By Kevin O'Marah | October 17, 2014
Operational Antifragility in Action
June 26 2026
By Kevin O'Marah | October 17, 2014
I wrote about Ebola back in August, speculating that better consumer and healthcare supply chains in Africa would have enabled a much quicker response, and that the next time a disease like this appears we could expect to see a faster resolution. Well, it’s now spread to Dallas and Madrid, infecting several hospital workers treating patients who contracted Ebola in West Africa and who have since died.
We have the supply chains I was thinking of when I last wrote. Let’s see how they work.
Old tools
The basic supply chain capabilities that come to mind are distribution networks, inventory management systems and people who know how to manage them. This part seems fine. We have plenty of protective gear, beds and vehicles to move things around. I do not worry about basic supply.

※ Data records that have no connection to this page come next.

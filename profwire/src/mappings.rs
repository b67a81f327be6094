//! Memory mapping table
//!
//! Ordered list of the profiled process's loaded regions, used to attribute
//! locations to the binary they live in. Entry 1 is always a synthetic
//! zero-range sentinel, so address attribution is total: an address outside
//! every real region falls back to the sentinel instead of failing.

use crate::domain::MappingId;

/// Per-mapping symbolization outcome, updated as locations are attributed.
///
/// A single failed lookup poisons the mapping: `has_functions` is reported
/// only when every location attributed to the mapping symbolized cleanly.
#[derive(Debug, Clone, Copy, PartialEq, Eq, Default)]
pub(crate) enum SymbolState {
    /// No address in this mapping has been looked up yet.
    #[default]
    Untried,
    /// Every lookup so far succeeded.
    Resolved,
    /// At least one lookup failed.
    Failed,
}

impl SymbolState {
    /// Fold one lookup outcome into the running state.
    pub(crate) fn record(&mut self, resolved: bool) {
        *self = match (*self, resolved) {
            (SymbolState::Failed, _) | (_, false) => SymbolState::Failed,
            _ => SymbolState::Resolved,
        };
    }

    /// True when lookups were attempted and none failed.
    pub(crate) fn has_functions(self) -> bool {
        self == SymbolState::Resolved
    }
}

/// One loaded memory region (or the synthetic sentinel).
#[derive(Debug, Clone)]
pub(crate) struct Mapping {
    pub start: u64,
    pub limit: u64,
    pub offset: u64,
    pub file: String,
    pub build_id: String,
    pub symbols: SymbolState,
    pub fake: bool,
}

impl Mapping {
    /// Check if an address falls within this mapping's `[start, limit)` range.
    fn contains(&self, addr: u64) -> bool {
        addr >= self.start && addr < self.limit
    }
}

/// Insertion-ordered mapping table with 1-based IDs.
#[derive(Debug, Default)]
pub(crate) struct MappingTable {
    entries: Vec<Mapping>,
}

impl MappingTable {
    pub(crate) fn new() -> Self {
        Self::default()
    }

    /// Install the zero-range sentinel. Called exactly once, before any
    /// sample is accepted, so that ID 1 always exists.
    pub(crate) fn push_fake(&mut self) {
        self.entries.push(Mapping {
            start: 0,
            limit: 0,
            offset: 0,
            file: String::new(),
            build_id: String::new(),
            symbols: SymbolState::Untried,
            fake: true,
        });
    }

    /// Append a real region. Ranges are trusted input from the host-OS
    /// enumeration; no overlap validation is performed.
    pub(crate) fn push(&mut self, start: u64, limit: u64, offset: u64, file: &str, build_id: &str) {
        self.entries.push(Mapping {
            start,
            limit,
            offset,
            file: file.to_owned(),
            build_id: build_id.to_owned(),
            symbols: SymbolState::Untried,
            fake: false,
        });
    }

    /// Find the mapping for `addr`: the first entry, in insertion order,
    /// whose range contains the address. Overlapping regions are resolved
    /// by insertion order, not range specificity. Addresses matching no
    /// real region fall back to the sentinel.
    pub(crate) fn lookup_mut(&mut self, addr: u64) -> Option<(MappingId, &mut Mapping)> {
        let index = self
            .entries
            .iter()
            .position(|m| m.contains(addr))
            .or_else(|| self.entries.iter().position(|m| m.fake))?;
        Some((MappingId(index as u64 + 1), &mut self.entries[index]))
    }

    pub(crate) fn entries(&self) -> &[Mapping] {
        &self.entries
    }

    pub(crate) fn len(&self) -> usize {
        self.entries.len()
    }
}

Unfortunately, we also have systems integration issues that pose problems. In dissecting what went wrong in Dallas when Thomas Eric Duncan was initially discharged with both symptoms and a recent Liberian stamp in his passport, we find a classic case of siloed information systems and business processes. Healthcare in the US, despite all the lavish spending, remains a byzantine maze of conflicting accountabilities, and therefore supply chain breakdowns.
Nordstrom’s omnichannel excellence would never have allowed the customer (or patient in this case) to fall through the cracks the way the Dallas hospital did. The same can be said of Caterpillar, which would never leave an equipment customer hanging with crossed-signals on an essential spare part. Why can’t we have this kind of integrated, holistic supply-demand matching in healthcare?
We can, but it’s going to take a streamlining of demand data flow from point of sale, whether emergency room visit, website inquiry or CVS Pharmacy purchase, back through electronic medical records to the supply response. Difficult, yes, but well worth doing, and not only to improve public health but also to save money.
New tools
More enticing is the possibility that new technologies – in particular, big data analytics – could make a difference. As highlighted in our recent Chief Supply Chain Officer Report, big data analytics was the runaway favourite among eight supply chain technologies deemed to be “disruptive and important”.
A BBC news article this week posits that big data may also apply to solving problems like the Ebola crisis, pointing to early pilots based on mobile phone tracking and search analysis that could flag epidemics early.
I spoke at an e-business conference this week in Madison, Wisconsin that blended a supply chain track, an IT track and a marketing track, where the most obvious connective thread across all three was the power of big data.
In the opening session, Dr Raj Veeramani of the University of Wisconsin boiled it down to the transformative potential of massive connectivity in what is often called the “internet of things” (#3 on our list of top disruptive supply chain technologies). Every session, it seemed, paid at least some tribute to the topic of how we can best exploit this wave of data to improve business.

Clearly there is common ground in learning how to query everything from geospatial data to trending Twitter feeds if we want a better understanding of where supply chain needs to be. The big aha for me is that we’re quickly moving away from process-centric replenishment orientated supply chain designs and toward those that can handle event-specific supply spikes.
How different really from a supply response standpoint is a disease epidemic from a new toy’s first Christmas? It’s all about knowing what’s hot where and being prepared.
The questions
Big data, which incidentally is inextricably linked to the internet of things, is important because it promises faster, more precise targeting of the supply response. Johnson Controls does this with buildings’ energy consumption. Google does it with server capacity loading. PepsiCo is trying to do it with consumer-driven flavours for potato chips. In each of these cases the question is clear and therefore the analytical exercise focused.
With just 1 in 20 supply chain people calling big data analytics “irrelevant”, it’s clear that we know the information is there and valuable. What’s still not clear is what questions to ask.
Perhaps the Ebola scare will teach us something about how to sync capacity with need.